Each line in the records below that has the word "Orientation" should be copied.

######

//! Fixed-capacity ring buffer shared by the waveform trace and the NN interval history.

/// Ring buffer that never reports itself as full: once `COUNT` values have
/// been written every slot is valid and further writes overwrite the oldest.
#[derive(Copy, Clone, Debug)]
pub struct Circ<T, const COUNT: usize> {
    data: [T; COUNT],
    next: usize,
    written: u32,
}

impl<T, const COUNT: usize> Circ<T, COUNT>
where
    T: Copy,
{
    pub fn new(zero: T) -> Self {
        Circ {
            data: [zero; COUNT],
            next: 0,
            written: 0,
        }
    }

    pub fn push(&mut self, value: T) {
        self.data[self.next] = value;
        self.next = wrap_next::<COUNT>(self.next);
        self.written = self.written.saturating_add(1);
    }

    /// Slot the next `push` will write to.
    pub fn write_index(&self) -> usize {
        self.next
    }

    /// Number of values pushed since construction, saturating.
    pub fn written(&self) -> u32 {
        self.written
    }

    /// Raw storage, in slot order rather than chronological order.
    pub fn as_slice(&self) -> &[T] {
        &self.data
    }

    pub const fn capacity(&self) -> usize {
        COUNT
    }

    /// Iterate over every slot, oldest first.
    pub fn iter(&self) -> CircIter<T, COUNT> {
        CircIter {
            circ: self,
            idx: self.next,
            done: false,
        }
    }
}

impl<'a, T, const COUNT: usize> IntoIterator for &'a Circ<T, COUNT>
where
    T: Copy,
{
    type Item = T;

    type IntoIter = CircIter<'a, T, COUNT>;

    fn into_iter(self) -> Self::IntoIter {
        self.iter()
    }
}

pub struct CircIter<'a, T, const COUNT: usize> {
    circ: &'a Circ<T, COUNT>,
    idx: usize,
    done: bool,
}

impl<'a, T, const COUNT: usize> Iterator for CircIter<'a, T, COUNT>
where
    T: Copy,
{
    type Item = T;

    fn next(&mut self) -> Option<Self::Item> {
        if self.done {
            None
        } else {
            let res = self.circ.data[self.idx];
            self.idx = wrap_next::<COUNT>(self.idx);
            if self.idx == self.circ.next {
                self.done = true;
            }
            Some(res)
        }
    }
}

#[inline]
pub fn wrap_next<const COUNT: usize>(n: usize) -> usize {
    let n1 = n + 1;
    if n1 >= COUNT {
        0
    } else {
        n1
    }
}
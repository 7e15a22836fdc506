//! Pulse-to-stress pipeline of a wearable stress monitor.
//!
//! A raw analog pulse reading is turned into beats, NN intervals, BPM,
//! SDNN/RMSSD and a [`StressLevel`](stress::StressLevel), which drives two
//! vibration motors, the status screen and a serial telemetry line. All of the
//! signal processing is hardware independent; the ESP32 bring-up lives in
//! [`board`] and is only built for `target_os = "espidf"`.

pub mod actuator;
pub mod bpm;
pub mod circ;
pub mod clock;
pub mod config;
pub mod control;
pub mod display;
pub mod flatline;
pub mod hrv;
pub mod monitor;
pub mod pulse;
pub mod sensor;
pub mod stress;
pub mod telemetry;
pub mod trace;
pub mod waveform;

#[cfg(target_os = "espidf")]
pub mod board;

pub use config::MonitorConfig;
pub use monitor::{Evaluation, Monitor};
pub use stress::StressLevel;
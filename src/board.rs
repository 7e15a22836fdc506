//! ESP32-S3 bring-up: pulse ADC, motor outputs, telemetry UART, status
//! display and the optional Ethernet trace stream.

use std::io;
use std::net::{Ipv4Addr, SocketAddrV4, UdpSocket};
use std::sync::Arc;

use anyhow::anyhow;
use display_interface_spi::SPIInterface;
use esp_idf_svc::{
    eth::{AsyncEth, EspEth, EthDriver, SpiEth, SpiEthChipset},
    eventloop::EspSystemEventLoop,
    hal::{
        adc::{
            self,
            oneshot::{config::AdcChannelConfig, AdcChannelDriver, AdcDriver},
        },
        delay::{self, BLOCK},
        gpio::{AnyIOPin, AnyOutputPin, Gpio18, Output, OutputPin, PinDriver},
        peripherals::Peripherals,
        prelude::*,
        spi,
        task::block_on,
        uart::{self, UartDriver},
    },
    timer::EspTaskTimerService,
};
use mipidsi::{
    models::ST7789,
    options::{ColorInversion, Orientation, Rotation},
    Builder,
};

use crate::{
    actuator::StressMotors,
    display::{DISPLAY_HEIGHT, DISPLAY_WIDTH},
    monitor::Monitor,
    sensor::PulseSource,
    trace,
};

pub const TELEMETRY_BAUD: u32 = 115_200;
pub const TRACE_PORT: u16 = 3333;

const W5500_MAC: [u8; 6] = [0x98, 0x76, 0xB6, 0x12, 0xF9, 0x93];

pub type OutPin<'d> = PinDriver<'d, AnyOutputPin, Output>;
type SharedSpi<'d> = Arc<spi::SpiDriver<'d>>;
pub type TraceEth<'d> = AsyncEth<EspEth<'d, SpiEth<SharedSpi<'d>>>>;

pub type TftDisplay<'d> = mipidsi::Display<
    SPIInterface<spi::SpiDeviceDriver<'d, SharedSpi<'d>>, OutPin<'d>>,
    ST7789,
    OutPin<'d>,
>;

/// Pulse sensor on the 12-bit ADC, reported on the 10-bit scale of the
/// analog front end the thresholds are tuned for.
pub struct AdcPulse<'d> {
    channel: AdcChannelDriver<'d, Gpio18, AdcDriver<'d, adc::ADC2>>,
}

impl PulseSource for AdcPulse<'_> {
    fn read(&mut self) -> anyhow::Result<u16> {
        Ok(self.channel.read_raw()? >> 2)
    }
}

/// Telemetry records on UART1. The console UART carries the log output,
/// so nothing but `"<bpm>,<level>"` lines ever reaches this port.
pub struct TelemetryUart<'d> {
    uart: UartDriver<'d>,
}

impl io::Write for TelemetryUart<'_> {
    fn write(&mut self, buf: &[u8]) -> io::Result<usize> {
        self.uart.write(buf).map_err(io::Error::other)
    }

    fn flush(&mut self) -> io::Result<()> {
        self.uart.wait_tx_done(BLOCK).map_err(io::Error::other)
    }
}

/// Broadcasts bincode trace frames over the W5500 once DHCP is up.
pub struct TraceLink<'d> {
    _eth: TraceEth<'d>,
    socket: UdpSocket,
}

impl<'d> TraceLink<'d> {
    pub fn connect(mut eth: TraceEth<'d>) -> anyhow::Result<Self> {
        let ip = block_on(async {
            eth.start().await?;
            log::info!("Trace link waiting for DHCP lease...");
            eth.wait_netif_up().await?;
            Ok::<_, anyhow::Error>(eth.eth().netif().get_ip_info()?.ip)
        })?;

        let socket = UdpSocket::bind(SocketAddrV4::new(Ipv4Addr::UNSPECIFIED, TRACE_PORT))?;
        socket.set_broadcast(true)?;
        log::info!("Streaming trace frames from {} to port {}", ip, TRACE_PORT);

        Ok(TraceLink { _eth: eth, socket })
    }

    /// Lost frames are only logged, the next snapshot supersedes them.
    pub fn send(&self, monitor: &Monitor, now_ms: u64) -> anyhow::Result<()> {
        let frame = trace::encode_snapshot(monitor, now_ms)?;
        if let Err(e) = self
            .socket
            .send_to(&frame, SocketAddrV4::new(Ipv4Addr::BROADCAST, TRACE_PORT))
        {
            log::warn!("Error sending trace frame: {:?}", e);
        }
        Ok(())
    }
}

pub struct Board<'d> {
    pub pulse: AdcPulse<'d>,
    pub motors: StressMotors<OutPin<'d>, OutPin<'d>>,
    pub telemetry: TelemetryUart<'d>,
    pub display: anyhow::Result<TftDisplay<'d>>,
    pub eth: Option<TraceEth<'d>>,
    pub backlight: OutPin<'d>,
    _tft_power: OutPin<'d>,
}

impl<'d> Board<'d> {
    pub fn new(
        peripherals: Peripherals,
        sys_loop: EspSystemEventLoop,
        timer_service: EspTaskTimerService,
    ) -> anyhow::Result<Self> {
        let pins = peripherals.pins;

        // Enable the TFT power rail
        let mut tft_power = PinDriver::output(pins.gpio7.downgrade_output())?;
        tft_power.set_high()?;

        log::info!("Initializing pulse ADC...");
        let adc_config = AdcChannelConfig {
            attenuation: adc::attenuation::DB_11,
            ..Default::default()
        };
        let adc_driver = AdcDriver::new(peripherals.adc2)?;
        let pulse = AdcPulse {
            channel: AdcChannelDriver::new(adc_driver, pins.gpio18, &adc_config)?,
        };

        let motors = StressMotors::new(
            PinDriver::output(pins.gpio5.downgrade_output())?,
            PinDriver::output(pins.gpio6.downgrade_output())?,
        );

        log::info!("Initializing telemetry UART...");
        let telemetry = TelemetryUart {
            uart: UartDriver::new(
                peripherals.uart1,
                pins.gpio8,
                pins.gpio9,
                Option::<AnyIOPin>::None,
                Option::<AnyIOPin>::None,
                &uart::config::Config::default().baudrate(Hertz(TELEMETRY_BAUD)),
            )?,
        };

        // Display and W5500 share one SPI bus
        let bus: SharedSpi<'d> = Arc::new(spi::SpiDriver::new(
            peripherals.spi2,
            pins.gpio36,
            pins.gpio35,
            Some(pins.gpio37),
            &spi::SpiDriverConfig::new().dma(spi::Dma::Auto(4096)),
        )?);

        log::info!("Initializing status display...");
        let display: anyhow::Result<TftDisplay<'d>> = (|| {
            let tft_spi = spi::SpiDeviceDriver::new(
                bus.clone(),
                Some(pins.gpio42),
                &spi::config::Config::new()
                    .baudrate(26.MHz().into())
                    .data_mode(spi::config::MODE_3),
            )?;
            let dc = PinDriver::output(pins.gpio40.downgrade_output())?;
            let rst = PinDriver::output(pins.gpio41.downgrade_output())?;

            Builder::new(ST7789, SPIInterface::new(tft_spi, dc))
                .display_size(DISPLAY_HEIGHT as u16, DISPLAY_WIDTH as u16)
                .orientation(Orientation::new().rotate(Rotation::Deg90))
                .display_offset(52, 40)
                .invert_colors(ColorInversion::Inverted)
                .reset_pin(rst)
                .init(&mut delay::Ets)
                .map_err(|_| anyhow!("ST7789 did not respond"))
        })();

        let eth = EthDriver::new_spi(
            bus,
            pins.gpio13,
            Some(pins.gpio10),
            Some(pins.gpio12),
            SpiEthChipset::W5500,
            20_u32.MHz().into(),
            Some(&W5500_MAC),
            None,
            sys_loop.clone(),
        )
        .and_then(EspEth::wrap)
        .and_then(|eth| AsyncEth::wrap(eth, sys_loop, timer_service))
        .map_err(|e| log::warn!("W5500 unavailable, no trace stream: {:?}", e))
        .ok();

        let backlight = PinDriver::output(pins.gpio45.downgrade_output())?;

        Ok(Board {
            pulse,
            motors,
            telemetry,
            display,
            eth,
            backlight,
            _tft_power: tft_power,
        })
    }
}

######

• [Output below]:
    options::{ColorInversion, Orientation, Rotation},
                .orientation(Orientation::new().rotate(Rotation::Deg90))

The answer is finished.